Si la solidité des constructions anciennes est indéniables (preuve en est, leur longévité qui se compte souvent en siècles…) Elles utilisaient toutes les capacités d’un système ou d’un matériau, tant sa souplesse que sa rigidité ; un mur en pierre est avant tout un savant système d’assemblages mécaniques ; on ne mise pas tout sur le mortier et le mur conserve une souplesse remarquable tout en jouant son rôle structurel. Pour la charpente on retrouve la même logique ; c’est un système constructif complexe, ou chaque liaison, chaque élément constitutif répond a des contraintes structurelles tout en anticipant la vie du matériau sur le long terme. Ainsi la mise en œuvre laisse respirer le bois en évitant son pourrissement (cas fixation dans la maçonnerie) les fléchissements sur le long terme sont limités par des pièces de renfort, le système prends en compte les déformations du bois futur (raide, fléchissement, vrille, durcissement etc) et soit les contraints soit les exploites comme des qualités. Les systèmes constructifs sont basés sur les propriétés du bois et son très faible retrait longitudinal (en séchant une pièce de bois ne perd pas en longueur ; on fait bien des règles en bois…) Les assemblages et la « tire » accompagnent les mouvements futurs du bois. Le poids et la forme du toit réduisent la prise au vent, la taille des sections offre une protection au feu efficace etc. Ainsi la charpente respire, peut bouger selon les aléas du temps et toujours dans un souci de préserver de la souplesse, la charpente n’est pas ancrée dans la maçonnerie, mais posé via des sablières. En couverture ; on utilise des bardeaux, de la chaume ou plus tard des petites tuiles ou ardoises qui, à la manière des écailles de poissons accompagnent les mouvements de structure sans perdre leur rôle.

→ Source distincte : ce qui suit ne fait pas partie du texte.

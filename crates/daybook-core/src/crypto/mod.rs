//! Cryptographic operations for Daybook.
//!
//! - **PBKDF2-HMAC-SHA256** derives a 256-bit key from the password and a
//!   per-entry random salt
//! - **AES-256-GCM** encrypts and authenticates each entry independently
//!
//! ## Threat Model
//!
//! We defend against:
//! - Theft of the journal file
//! - Silent corruption or tampering of individual entries
//! - Correlating entries by comparing ciphertexts
//!
//! We do NOT defend against:
//! - Compromised OS / keylogger
//! - Access to an unlocked session / memory

pub mod blob;
pub mod cipher;
pub mod key;
pub mod passphrase;

pub use blob::{BlobParts, EncodedBlob};
pub use cipher::{decrypt, encrypt};
pub use key::{derive_key, DerivedKey};
pub use passphrase::validate_passphrase;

Le bois vert est rapidement disponible, abattu l’hiver, les bois sont équarris aussitôt sur site, facile à travailler, on garde l’affutage plus longtemps. Une fois débité, les bois se transportent facilement et il perd sa sève ou « eau libre » plus rapidement. En montagne il est souvent plus simple de descendre les bois en aménageant de véritables toboggans afin de le travailler dans les plaines. Pour débiter les bois, en charpente préindustrielle, il y a trois moyens principaux ;

-La fente ; très utilisé jusqu’au moyen âge, cette technique se restreint peu à peu à des ouvrages spécifiques : merrain de tonneau, sabots, bardeaux etc. .
-L’équarrissage à la hache ; la plus utilisé pour débiter les sections de charpentes
-la scie (mue par des hommes, l’eau ou le vent) généralement utilisé pour faire des planches ou des pièces de menuiserie.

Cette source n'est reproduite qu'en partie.